§ **TASK DIRECTIONS**: Will you quote precisely the lines that run from the top of the material below to the line containing "if batch.status != expected", both ends included?

§ **INPUT**:
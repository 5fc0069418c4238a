use serde_json::json;
use std::collections::BTreeSet;
use std::sync::Arc;
use tracing::{info, instrument, warn};

use crate::clock::Clock;
use crate::engine::notify::NotificationDispatcher;
use crate::error::{Conflict, EngineError, EngineResult};
use crate::model::reimbursement::{BatchStatus, ReimbursementBatch};
use crate::model::role::{Actor, can_manage_reimbursements};
use crate::notifier::TemplateKind;
use crate::store::{BatchTransition, ReimbursementStore};

/// PENDING -> PROCESSING -> {COMPLETED, FAILED}.
pub struct ReimbursementLedger {
    store: Arc<dyn ReimbursementStore>,
    notifications: Arc<NotificationDispatcher>,
    clock: Arc<dyn Clock>,
}

impl ReimbursementLedger {
    pub fn new(
        store: Arc<dyn ReimbursementStore>,
        notifications: Arc<NotificationDispatcher>,
        clock: Arc<dyn Clock>,
    ) -> Self {
        Self {
            store,
            notifications,
            clock,
        }
    }

    fn authorize(actor: &Actor) -> EngineResult<()> {
        if can_manage_reimbursements(actor.role) {
            Ok(())
        } else {
            Err(EngineError::Unauthorized(format!(
                "role {} cannot manage reimbursement batches",
                actor.role
            )))
        }
    }

    async fn batch_in(&self, batch_id: u64, expected: BatchStatus) -> EngineResult<ReimbursementBatch> {
        let batch = self.get_batch(batch_id).await?;
        if batch.status != expected {
            return Err(Conflict::InvalidBatchTransition.into());
        }
        Ok(batch)
    }

    #[instrument(skip(self, claim_ids), fields(user_id = actor.user_id, claims = claim_ids.len()))]
    pub async fn create_batch(&self, actor: &Actor, claim_ids: &[u64]) -> EngineResult<ReimbursementBatch> {
        Self::authorize(actor)?;

        let ids: Vec<u64> = claim_ids.iter().copied().collect::<BTreeSet<_>>().into_iter().collect();
        if ids.is_empty() {
            return Err(EngineError::validation("a batch needs at least one claim"));
        }

        let batch = self
            .store
            .create_batch(&ids, actor.user_id, self.clock.now())
            .await?;
        info!(
            batch_id = batch.id,
            total_amount = batch.total_amount,
            "Reimbursement batch created"
        );
        Ok(batch)
    }

    #[instrument(skip(self), fields(user_id = actor.user_id))]
    pub async fn start_processing(
        &self,
        actor: &Actor,
        batch_id: u64,
        reference_number: Option<String>,
    ) -> EngineResult<ReimbursementBatch> {
        Self::authorize(actor)?;
        let reference = reference_number
            .as_deref()
            .map(str::trim)
            .filter(|r| !r.is_empty());

        let batch = self.store.mark_processing(batch_id, reference).await?;
        info!(batch_id, "Reimbursement batch processing");
        Ok(batch)
    }

    /// Marks every member claim REIMBURSED with one shared timestamp.
    #[instrument(skip(self), fields(user_id = actor.user_id))]
    pub async fn complete_batch(
        &self,
        actor: &Actor,
        batch_id: u64,
        reference_number: Option<String>,
    ) -> EngineResult<ReimbursementBatch> {
        Self::authorize(actor)?;
        let current = self.batch_in(batch_id, BatchStatus::Processing).await?;

        let reference = reference_number
            .map(|r| r.trim().to_string())
            .filter(|r| !r.is_empty())
            .or(current.reference_number)
            .unwrap_or_else(|| generate_reference(batch_id));

        let transition = self
            .store
            .complete_batch(batch_id, &reference, self.clock.now())
            .await?;
        info!(
            batch_id,
            reference = %reference,
            claims = transition.claims.len(),
            "Reimbursement batch completed"
        );

        self.fan_out(&transition, TemplateKind::ReimbursementCompleted).await;
        Ok(transition.batch)
    }

    /// Releases every member claim so it can join a future batch.
    #[instrument(skip(self, reason), fields(user_id = actor.user_id))]
    pub async fn fail_batch(
        &self,
        actor: &Actor,
        batch_id: u64,
        reason: &str,
    ) -> EngineResult<ReimbursementBatch> {
        Self::authorize(actor)?;
        let reason = reason.trim();
        if reason.is_empty() {
            return Err(EngineError::validation("a failure reason is required"));
        }
        self.batch_in(batch_id, BatchStatus::Processing).await?;

        let transition = self
            .store
            .fail_batch(batch_id, reason, self.clock.now())
            .await?;
        warn!(
            batch_id,
            reason,
            released = transition.claims.len(),
            "Reimbursement batch failed, claims released"
        );

        self.fan_out(&transition, TemplateKind::ReimbursementFailed).await;
        Ok(transition.batch)
    }

    pub async fn get_batch(&self, batch_id: u64) -> EngineResult<ReimbursementBatch> {
        self.store
            .get_batch(batch_id)
            .await?
            .ok_or_else(|| EngineError::not_found(format!("batch {batch_id}")))
    }

    /// One notification per affected employee, however many claims they had.
    async fn fan_out(&self, transition: &BatchTransition, kind: TemplateKind) {
        let employees: BTreeSet<u64> = transition.claims.iter().map(|c| c.employee_id).collect();
        let batch = &transition.batch;
        let payload = json!({
            "batch_id": batch.id,
            "status": batch.status,
            "reference_number": batch.reference_number,
            "failure_reason": batch.failure_reason,
            "processed_at": batch.processed_at,
        });

        let delivered = self
            .notifications
            .notify_employees(&employees, kind, &payload)
            .await;
        if delivered < employees.len() {
            warn!(
                batch_id = batch.id,
                delivered,
                expected = employees.len(),
                "Some batch notifications were not delivered"
            );
        }
    }
}

fn generate_reference(batch_id: u64) -> String {
    let suffix = uuid::Uuid::new_v4().to_simple().to_string();
    format!("RB-{batch_id}-{}", &suffix[..8]).to_uppercase()
}

#[cfg(test)]
mod tests {
    use super::*;
    use crate::clock::FixedClock;
    use crate::directory::MockDirectory;
    use crate::directory::Directory;
    use crate::model::reimbursement::{ClaimStatus, ReimbursementClaim};
    use crate::model::role::Role;
    use crate::notifier::MockNotifier;
    use crate::store::MemoryStore;
    use chrono::{NaiveDate, NaiveDateTime};
    use std::time::Duration;

    fn at(h: u32) -> NaiveDateTime {
        NaiveDate::from_ymd_opt(2026, 1, 31)
            .unwrap()
            .and_hms_opt(h, 0, 0)
            .unwrap()
    }

    fn claim(id: u64, employee_id: u64, amount: f64) -> ReimbursementClaim {
        ReimbursementClaim {
            id,
            employee_id,
            amount,
            status: ClaimStatus::Approved,
            batch_id: None,
            reimbursed_at: None,
        }
    }

    fn hr() -> Actor {
        Actor::new(1, Some(30), Role::Hr)
    }

    fn ledger_with(store: Arc<MemoryStore>, notifier: MockNotifier) -> ReimbursementLedger {
        let mut directory = MockDirectory::new();
        directory
            .expect_contact_channel()
            .returning(|id| Ok(Some(format!("{id}@company.com"))));
        let directory: Arc<dyn Directory> = Arc::new(directory);
        let notifications = Arc::new(NotificationDispatcher::new(
            Arc::new(notifier),
            directory,
            Duration::from_millis(100),
        ));
        ReimbursementLedger::new(store, notifications, Arc::new(FixedClock::new(at(17))))
    }

    fn seeded_store() -> Arc<MemoryStore> {
        let store = Arc::new(MemoryStore::new());
        // employee 7 has two claims in the batch
        store.insert_claim(claim(1, 7, 100.0)).unwrap();
        store.insert_claim(claim(2, 7, 250.0)).unwrap();
        store.insert_claim(claim(3, 8, 50.0)).unwrap();
        store
    }

    fn counting_notifier(times: usize) -> MockNotifier {
        let mut notifier = MockNotifier::new();
        notifier.expect_notify().times(times).returning(|_, _, _| Ok(()));
        notifier
    }

    #[tokio::test]
    async fn test_create_batch_dedupes_and_totals() {
        let ledger = ledger_with(seeded_store(), counting_notifier(0));
        let batch = ledger.create_batch(&hr(), &[3, 1, 2, 1]).await.unwrap();

        assert_eq!(batch.status, BatchStatus::Pending);
        assert_eq!(batch.member_claim_ids, vec![1, 2, 3]);
        assert_eq!(batch.total_amount, 400.0);

        let err = ledger.create_batch(&hr(), &[]).await.unwrap_err();
        assert!(matches!(err, EngineError::Validation(_)));

        let err = ledger.create_batch(&hr(), &[2]).await.unwrap_err();
        assert_eq!(err.conflict(), Some(Conflict::ClaimUnavailable));
    }

    #[tokio::test]
    async fn test_completion_reimburses_and_notifies_each_employee_once() {
        let store = seeded_store();
        let ledger = ledger_with(store.clone(), counting_notifier(2));
        let batch = ledger.create_batch(&hr(), &[1, 2, 3]).await.unwrap();

        let err = ledger.complete_batch(&hr(), batch.id, None).await.unwrap_err();
        assert_eq!(err.conflict(), Some(Conflict::InvalidBatchTransition));

        ledger
            .start_processing(&hr(), batch.id, Some("BANK-0042".into()))
            .await
            .unwrap();
        let done = ledger.complete_batch(&hr(), batch.id, None).await.unwrap();

        assert_eq!(done.status, BatchStatus::Completed);
        assert_eq!(done.reference_number.as_deref(), Some("BANK-0042"));
        for id in [1, 2, 3] {
            let claim = store.get_claim(id).await.unwrap().unwrap();
            assert_eq!(claim.status, ClaimStatus::Reimbursed);
            assert_eq!(claim.reimbursed_at, Some(at(17)));
        }
    }

    #[tokio::test]
    async fn test_failure_releases_all_claims() {
        let store = seeded_store();
        let ledger = ledger_with(store.clone(), counting_notifier(2));
        let batch = ledger.create_batch(&hr(), &[1, 2, 3]).await.unwrap();
        ledger.start_processing(&hr(), batch.id, None).await.unwrap();

        let err = ledger.fail_batch(&hr(), batch.id, "  ").await.unwrap_err();
        assert!(matches!(err, EngineError::Validation(_)));

        let failed = ledger
            .fail_batch(&hr(), batch.id, "bank rejected file")
            .await
            .unwrap();
        assert_eq!(failed.status, BatchStatus::Failed);
        assert_eq!(failed.failure_reason.as_deref(), Some("bank rejected file"));

        for id in [1, 2, 3] {
            let claim = store.get_claim(id).await.unwrap().unwrap();
            assert_eq!(claim.status, ClaimStatus::Approved);
            assert_eq!(claim.batch_id, None);
        }

        // released claims are eligible again
        let again = ledger.create_batch(&hr(), &[1, 2, 3]).await.unwrap();
        assert_ne!(again.id, batch.id);

        let err = ledger
            .fail_batch(&hr(), batch.id, "second failure")
            .await
            .unwrap_err();
        assert_eq!(err.conflict(), Some(Conflict::InvalidBatchTransition));
    }

    #[tokio::test]
    async fn test_generated_reference_when_none_supplied() {
        let ledger = ledger_with(seeded_store(), counting_notifier(1));
        let batch = ledger.create_batch(&hr(), &[3]).await.unwrap();
        ledger.start_processing(&hr(), batch.id, None).await.unwrap();

        let done = ledger.complete_batch(&hr(), batch.id, Some(" ".into())).await.unwrap();
        let reference = done.reference_number.unwrap();
        assert!(reference.starts_with(&format!("RB-{}-", batch.id)));
        assert_eq!(reference.len(), format!("RB-{}-", batch.id).len() + 8);
    }

    #[tokio::test]
    async fn test_only_privileged_roles_manage_batches() {
        let ledger = ledger_with(seeded_store(), counting_notifier(0));
        let employee = Actor::new(9, Some(7), Role::Employee);

        let err = ledger.create_batch(&employee, &[1]).await.unwrap_err();
        assert!(matches!(err, EngineError::Unauthorized(_)));

        let system = Actor::new(2, None, Role::System);
        assert!(ledger.create_batch(&system, &[1]).await.is_ok());

        let err = ledger.get_batch(99).await.unwrap_err();
        assert!(matches!(err, EngineError::NotFound(_)));
    }
}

§ **RESPONSE FOR THIS EXERCISE**:
repository 5fc0069418c4238a
use serde_json::json;
use std::collections::BTreeSet;
use std::sync::Arc;
use tracing::{info, instrument, warn};

use crate::clock::Clock;
use crate::engine::notify::NotificationDispatcher;
use crate::error::{Conflict, EngineError, EngineResult};
use crate::model::reimbursement::{BatchStatus, ReimbursementBatch};
use crate::model::role::{Actor, can_manage_reimbursements};
use crate::notifier::TemplateKind;
use crate::store::{BatchTransition, ReimbursementStore};

/// PENDING -> PROCESSING -> {COMPLETED, FAILED}.
pub struct ReimbursementLedger {
    store: Arc<dyn ReimbursementStore>,
    notifications: Arc<NotificationDispatcher>,
    clock: Arc<dyn Clock>,
}

impl ReimbursementLedger {
    pub fn new(
        store: Arc<dyn ReimbursementStore>,
        notifications: Arc<NotificationDispatcher>,
        clock: Arc<dyn Clock>,
    ) -> Self {
        Self {
            store,
            notifications,
            clock,
        }
    }

    fn authorize(actor: &Actor) -> EngineResult<()> {
        if can_manage_reimbursements(actor.role) {
            Ok(())
        } else {
            Err(EngineError::Unauthorized(format!(
                "role {} cannot manage reimbursement batches",
                actor.role
            )))
        }
    }

    async fn batch_in(&self, batch_id: u64, expected: BatchStatus) -> EngineResult<ReimbursementBatch> {
        let batch = self.get_batch(batch_id).await?;
        if batch.status != expected {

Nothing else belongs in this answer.